Recent Court of Appeals decision highlights the specific requirements of Georgia’s ante litem notice statute


By: Amy B. Cowan

In recent years, the Georgia Court of Appeals has consistently held that Georgia’s municipal ante litem notice statute requires that any notice of claim served upon a city must contain the specific amount of monetary damages sought stated as an offer of compromise which the city can accept.  The Court’s most recent decision is no different.  In Tanks v. Nesmith, 359 Ga.
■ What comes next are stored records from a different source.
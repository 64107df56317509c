use serde::{Deserialize, Serialize};
use std::fmt;
use std::str::FromStr;

use super::{
    ensure_valid, is_filled, Email, MemberId, ProjectId, Rule, UserId,
    ValidationError,
};

pub const DEFAULT_MEMBER_ROLE: &str = "Member";

/// Membership lifecycle. `Removed` is terminal; rows are never deleted.
#[derive(Debug, Clone, Copy, PartialEq, Eq, Hash, Serialize, Deserialize)]
pub enum MemberStatus {
    Confirmed,
    #[serde(rename = "Pending Confirmation")]
    PendingConfirmation,
    Removed,
    Rejected,
}

impl MemberStatus {
    pub fn as_str(&self) -> &'static str {
        match self {
            MemberStatus::Confirmed => "Confirmed",
            MemberStatus::PendingConfirmation => "Pending Confirmation",
            MemberStatus::Removed => "Removed",
            MemberStatus::Rejected => "Rejected",
        }
    }

    /// Whether a row in this status may move to `next`. Re-inviting resets a
    /// row to pending outside these rules.
    pub fn can_transition_to(&self, next: MemberStatus) -> bool {
        use MemberStatus::*;

        matches!(
            (self, next),
            (PendingConfirmation, Confirmed | Rejected)
                | (Confirmed, Confirmed | Removed)
        )
    }
}

impl fmt::Display for MemberStatus {
    fn fmt(&self, f: &mut fmt::Formatter<'_>) -> fmt::Result {
        f.write_str(self.as_str())
    }
}

impl FromStr for MemberStatus {
    type Err = ValidationError;

    fn from_str(s: &str) -> Result<Self, Self::Err> {
        match s {
            "Confirmed" => Ok(MemberStatus::Confirmed),
            "Pending Confirmation" => Ok(MemberStatus::PendingConfirmation),
            "Removed" => Ok(MemberStatus::Removed),
            "Rejected" => Ok(MemberStatus::Rejected),
            _ => Err(ValidationError::new(format!(
                "Invalid member status: {s}"
            ))),
        }
    }
}

/// A person's place in a project. Invitees without an account are tracked by
/// email until they sign up.
#[derive(Debug, Clone, PartialEq)]
pub struct Member {
    pub id: MemberId,
    pub project_id: ProjectId,
    pub user_id: Option<UserId>,
    pub email: Option<Email>,
    pub role: String,
    pub status: MemberStatus,
}

impl Member {
    pub fn new(
        project_id: ProjectId,
        user_id: Option<UserId>,
        email: Option<Email>,
        status: MemberStatus,
    ) -> Self {
        Self {
            id: MemberId::default(),
            project_id,
            user_id,
            email,
            role: DEFAULT_MEMBER_ROLE.to_owned(),
            status,
        }
    }
}

/// Member as shown to clients, with display fields taken from the linked
/// account when there is one.
#[derive(Debug, Clone, PartialEq, Serialize, Deserialize)]
pub struct MemberView {
    pub id: MemberId,
    pub user_id: Option<UserId>,
    pub name: String,
    pub email: String,
    pub image: String,
    pub role: String,
    pub status: MemberStatus,
}

/// Body of a role change.
#[derive(Debug, Clone, PartialEq, Deserialize)]
pub struct RoleUpdate {
    pub member_id: MemberId,
    #[serde(default)]
    pub role: String,
}

pub const ROLE_UPDATE_RULES: [Rule<RoleUpdate>; 1] =
    [Rule::new("role", "Role is required", |r| is_filled(&r.role))];

impl RoleUpdate {
    pub fn validate(&self) -> Result<(), ValidationError> {
        ensure_valid(self, &ROLE_UPDATE_RULES)
    }
}
use super::{Email, UserId};

/// An account mirrored from the identity provider.
#[derive(Debug, Clone, PartialEq)]
pub struct User {
    pub id: UserId,
    pub email: Email,
    pub name: String,
    pub image: String,
}

impl User {
    pub fn new(email: Email, name: &str) -> Self {
        Self {
            id: UserId::default(),
            email,
            name: name.to_owned(),
            image: String::new(),
        }
    }
}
App. 596 (2021), the Court considered the express statutory requirement that ante litem notice to a city must contain “the specific amount of monetary damages being sought from the municipal corporation” sufficient to “constitute an offer of compromise.”  O.C.G.A. § 36-33-5 (e).  The case involved ante litem notice sent to the City of South Fulton related to damages suffered in a motor vehicle accident.  The notice stated: “Amount of Loss Claim:  $75,000.00, Grady Memorial Hospital bill in excess of $10,000.”  The Court held that the ante litem notice was insufficient under O.C.G.A. § 36-33-5 (e) because it did not contain the total amount of damages sought and the “unknown” number above $75,000.00 was too indefinite to constitute an offer of settlement.  Because the notice lacked a specific offer of compromise available for acceptance by the city, the Court affirmed the trial court’s dismissal of the lawsuit against the city.  This case serves as an important reminder that attorneys representing cities should carefully examine the contents of any ante litem notice received to determine compliance with the requirements of O.C.G.A. § 36-33-5. 

The Georgia Court of Appeals is currently considering a similar case involving O.C.G.A. § 36-33-5(e).  A decision in Hall v. City of Blakely, Case No. A21A1133, on appeal from the Superior Court of Early County, should be reached by November 2021.